Reconstituer un organe ou un tissu, défectueux ou manquant, à partir de cultures de cellules : tel est le rêve de la médecine régénérative. Un rêve possible à condition de disposer de cellules adaptées, pluripotentes ou bien susceptibles de se dédifférencier avant redifférenciation. Les cellules-souches, embryonnaires ou somatiques, constituent de bonnes candidates, mais l'obtention de cellules-souches embryonnaires (et plus particulièrement leur obtention par clonage thérapeutique) soulève des questions éthiques, tandis que l'extraction de cellules-souches somatiques est délicate, et ne donne que rarement des cellules pluripotentes, capables de se transformer aussi bien en cellules nerveuses (pour le traitement des maladies d'Alzheimer et de Parkinson), qu'en cellules pancréatiques (pour le traitement du diabète) ou du myocarde (pour la régénération du cœur après un accident cardiovasculaire).
Markus Hengstschläger, chercheur à la Clinique universitaire pour femmes de l'Hôpital général de Vienne, propose une solution : utiliser les cellules-souches contenues dans le liquide amniotique, ces cellules, présentes à raison de une pour 1500, étant quasi totipotentes.
Encore faut-il les isoler. Pour ce faire, le chercheur a développé une méthode particulièrement intéressante : les cellules prélevées par amniocentèse sont exposées à des marqueurs fluorescents, tirés de poissons bioluminescents. Ces marqueurs s'associent au facteur de transcription Oct-4, exprimé dans les seules cellules-souches. Les cellules ainsi marquées peuvent alors être séparées de celles qui ne sont pas fluorescentes, par cytométrie en flux (CMF).

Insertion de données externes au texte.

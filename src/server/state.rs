use std::sync::Arc;
use std::time::Instant;

use crate::auth::JwtValidator;
use crate::broadcast::{BroadcastHub, HubConfig};
use crate::config::Settings;
use crate::connection_manager::{ConnectionLimits, ConnectionRegistry};
use crate::error::AppError;

#[derive(Clone)]
pub struct AppState {
    pub settings: Arc<Settings>,
    pub jwt_validator: Arc<JwtValidator>,
    pub registry: Arc<ConnectionRegistry>,
    pub hub: Arc<BroadcastHub>,
    pub start_time: Instant,
}

impl AppState {
    /// Build the shared state. The hub starts stopped; call `hub.start()` once serving.
    pub fn new(settings: Settings) -> Result<Self, AppError> {
        let jwt_validator = Arc::new(JwtValidator::new(&settings.jwt)?);
        let registry = Arc::new(ConnectionRegistry::with_limits(ConnectionLimits::from(
            &settings.websocket,
        )));
        let hub = Arc::new(BroadcastHub::new(
            registry.clone(),
            HubConfig::from(&settings.websocket),
        ));

        Ok(Self {
            settings: Arc::new(settings),
            jwt_validator,
            registry,
            hub,
            start_time: Instant::now(),
        })
    }
}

Rappelons également que Markus Hengstschläger a récemment mis au point une méthode de diagnostic préimplantatoire. La procédure, élaborée en liaison avec le pionnier autrichien de la fécondation in vitro, Wilfried Feichtinger, permet de repérer les embryons non viables par analyse des globules polaires issues de l'ovocyte puis de l'ovule fécondé (cf. BE Autriche N°68).